それからは、買い物に出かけたときにスーパーで紙パックの牛乳を買って、それを一週間で飲み切るという形で牛乳と親しんできた。だけど、紙パックより瓶の方が美味しかったように感じるし、直接飲むと口当たりも滑らかだ。今でも、銭湯に行くとコーヒー牛乳を瓶ごと飲んで、あの感触を懐かしんでいる。

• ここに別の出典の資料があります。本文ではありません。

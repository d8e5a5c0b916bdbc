//! Account and session repository contracts and SQLite implementation.
//!
//! # Responsibility
//! - Persist accounts, password hashes and login sessions.
//! - Keep password hashes out of the plain `Account` read model.
//!
//! # Invariants
//! - Usernames are unique; duplicates surface as `RepoError::Conflict`.
//! - Expired sessions or sessions of inactive accounts never resolve.

use super::{bool_to_int, int_to_bool, RepoError, RepoResult};
use crate::model::account::{Account, AccountCredentials, AccountId, AdminRole, NewAccount};
use crate::model::EpochMillis;
use rusqlite::{params, Connection, OptionalExtension, Row};

const ACCOUNT_SELECT_SQL: &str = "SELECT
    id,
    username,
    email,
    full_name,
    phone,
    is_staff,
    is_superuser,
    is_active,
    admin_role,
    date_joined,
    last_login,
    password_hash
FROM accounts";

/// Repository interface for accounts and sessions.
pub trait AccountRepository {
    fn create_account(&self, account: &NewAccount) -> RepoResult<AccountId>;
    fn get_account(&self, id: AccountId) -> RepoResult<Option<Account>>;
    fn find_by_username(&self, username: &str) -> RepoResult<Option<Account>>;
    fn find_credentials(&self, username: &str) -> RepoResult<Option<AccountCredentials>>;
    /// Writes email, names, flags and role; username and password are untouched.
    fn update_account(&self, account: &Account) -> RepoResult<()>;
    fn set_password_hash(&self, id: AccountId, password_hash: &str) -> RepoResult<()>;
    fn record_login(&self, id: AccountId, at: EpochMillis) -> RepoResult<()>;
    /// Staff accounts ordered by full name, then username.
    fn list_staff(&self) -> RepoResult<Vec<Account>>;
    fn create_session(
        &self,
        session_key: &str,
        account_id: AccountId,
        expires_at: EpochMillis,
    ) -> RepoResult<()>;
    fn session_account(&self, session_key: &str, now: EpochMillis) -> RepoResult<Option<Account>>;
    /// Returns whether a session row was removed.
    fn delete_session(&self, session_key: &str) -> RepoResult<bool>;
    fn purge_expired_sessions(&self, now: EpochMillis) -> RepoResult<usize>;
}

/// SQLite-backed account repository.
pub struct SqliteAccountRepository<'conn> {
    conn: &'conn Connection,
}

impl<'conn> SqliteAccountRepository<'conn> {
    pub fn new(conn: &'conn Connection) -> Self {
        Self { conn }
    }
}

impl AccountRepository for SqliteAccountRepository<'_> {
    fn create_account(&self, account: &NewAccount) -> RepoResult<AccountId> {
        let result = self.conn.execute(
            "INSERT INTO accounts (
                username,
                password_hash,
                email,
                full_name,
                phone,
                is_staff,
                is_superuser,
                admin_role
            ) VALUES (?1, ?2, ?3, ?4, ?5, ?6, ?7, ?8);",
            params![
                account.username.as_str(),
                account.password_hash.as_str(),
                account.email.as_str(),
                account.full_name.as_str(),
                account.phone.as_str(),
                bool_to_int(account.is_staff),
                bool_to_int(account.is_superuser),
                account.admin_role.as_str(),
            ],
        );

        match result {
            Ok(_) => Ok(self.conn.last_insert_rowid()),
            Err(err) => match RepoError::from(err) {
                RepoError::Conflict(_) => Err(RepoError::Conflict(format!(
                    "username `{}` already exists",
                    account.username
                ))),
                other => Err(other),
            },
        }
    }

    fn get_account(&self, id: AccountId) -> RepoResult<Option<Account>> {
        let mut stmt = self
            .conn
            .prepare(&format!("{ACCOUNT_SELECT_SQL} WHERE id = ?1;"))?;
        let mut rows = stmt.query([id])?;
        match rows.next()? {
            Some(row) => Ok(Some(parse_account_row(row)?)),
            None => Ok(None),
        }
    }

    fn find_by_username(&self, username: &str) -> RepoResult<Option<Account>> {
        Ok(self
            .find_credentials(username)?
            .map(|credentials| credentials.account))
    }

    fn find_credentials(&self, username: &str) -> RepoResult<Option<AccountCredentials>> {
        let mut stmt = self
            .conn
            .prepare(&format!("{ACCOUNT_SELECT_SQL} WHERE username = ?1;"))?;
        let mut rows = stmt.query([username])?;
        match rows.next()? {
            Some(row) => {
                let account = parse_account_row(row)?;
                let password_hash: String = row.get("password_hash")?;
                Ok(Some(AccountCredentials {
                    account,
                    password_hash,
                }))
            }
            None => Ok(None),
        }
    }

    fn update_account(&self, account: &Account) -> RepoResult<()> {
        let changed = self.conn.execute(
            "UPDATE accounts
             SET
                email = ?2,
                full_name = ?3,
                phone = ?4,
                is_staff = ?5,
                is_superuser = ?6,
                is_active = ?7,
                admin_role = ?8
             WHERE id = ?1;",
            params![
                account.id,
                account.email.as_str(),
                account.full_name.as_str(),
                account.phone.as_str(),
                bool_to_int(account.is_staff),
                bool_to_int(account.is_superuser),
                bool_to_int(account.is_active),
                account.admin_role.as_str(),
            ],
        )?;

        if changed == 0 {
            return Err(RepoError::not_found("account", account.id));
        }
        Ok(())
    }

    fn set_password_hash(&self, id: AccountId, password_hash: &str) -> RepoResult<()> {
        let changed = self.conn.execute(
            "UPDATE accounts SET password_hash = ?2 WHERE id = ?1;",
            params![id, password_hash],
        )?;
        if changed == 0 {
            return Err(RepoError::not_found("account", id));
        }
        Ok(())
    }

    fn record_login(&self, id: AccountId, at: EpochMillis) -> RepoResult<()> {
        let changed = self.conn.execute(
            "UPDATE accounts SET last_login = ?2 WHERE id = ?1;",
            params![id, at],
        )?;
        if changed == 0 {
            return Err(RepoError::not_found("account", id));
        }
        Ok(())
    }

    fn list_staff(&self) -> RepoResult<Vec<Account>> {
        let mut stmt = self.conn.prepare(&format!(
            "{ACCOUNT_SELECT_SQL}
             WHERE is_staff = 1
             ORDER BY full_name ASC, username ASC;"
        ))?;
        let mut rows = stmt.query([])?;
        let mut accounts = Vec::new();
        while let Some(row) = rows.next()? {
            accounts.push(parse_account_row(row)?);
        }
        Ok(accounts)
    }

    fn create_session(
        &self,
        session_key: &str,
        account_id: AccountId,
        expires_at: EpochMillis,
    ) -> RepoResult<()> {
        self.conn.execute(
            "INSERT INTO sessions (session_key, account_id, expires_at) VALUES (?1, ?2, ?3);",
            params![session_key, account_id, expires_at],
        )?;
        Ok(())
    }

    fn session_account(&self, session_key: &str, now: EpochMillis) -> RepoResult<Option<Account>> {
        let account_id: Option<AccountId> = self
            .conn
            .query_row(
                "SELECT s.account_id
                 FROM sessions s
                 INNER JOIN accounts a ON a.id = s.account_id
                 WHERE s.session_key = ?1
                   AND s.expires_at > ?2
                   AND a.is_active = 1;",
                params![session_key, now],
                |row| row.get(0),
            )
            .optional()?;

        match account_id {
            Some(id) => self.get_account(id),
            None => Ok(None),
        }
    }

    fn delete_session(&self, session_key: &str) -> RepoResult<bool> {
        let changed = self
            .conn
            .execute("DELETE FROM sessions WHERE session_key = ?1;", [session_key])?;
        Ok(changed > 0)
    }

    fn purge_expired_sessions(&self, now: EpochMillis) -> RepoResult<usize> {
        let removed = self
            .conn
            .execute("DELETE FROM sessions WHERE expires_at <= ?1;", [now])?;
        Ok(removed)
    }
}

fn parse_account_row(row: &Row<'_>) -> RepoResult<Account> {
    let role_text: String = row.get("admin_role")?;
    let admin_role = AdminRole::parse(&role_text).ok_or_else(|| {
        RepoError::InvalidData(format!(
            "invalid admin role `{role_text}` in accounts.admin_role"
        ))
    })?;

    Ok(Account {
        id: row.get("id")?,
        username: row.get("username")?,
        email: row.get("email")?,
        full_name: row.get("full_name")?,
        phone: row.get("phone")?,
        is_staff: int_to_bool(row.get("is_staff")?, "accounts.is_staff")?,
        is_superuser: int_to_bool(row.get("is_superuser")?, "accounts.is_superuser")?,
        is_active: int_to_bool(row.get("is_active")?, "accounts.is_active")?,
        admin_role,
        date_joined: row.get("date_joined")?,
        last_login: row.get("last_login")?,
    })
}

先日、その牛乳屋さんが、また宅配を始めるというチラシが入った。宅配の牛乳だけでなく、道路沿いの店舗を改装して、ソフトクリームも販売するという。電話で宅配を申し込むと、懐かしい店主の声で、「いや、娘が子育てが一段落したので、手伝ってくれることになりまして」と、嬉しそうな声が返って来た。
翌日、牛乳を配達し、新しい牛乳箱を取り付けに来てくれたのは、四〇代らしい細身の女性だった。
「おはようございます。牛乳屋です」
「ご苦労さま。日曜日も配達してくれるんやね」
「はい毎日配達させていただきます。もし前の日の牛乳が残っていたら、お声をかけさせていただきますので、よろしくお願いします」。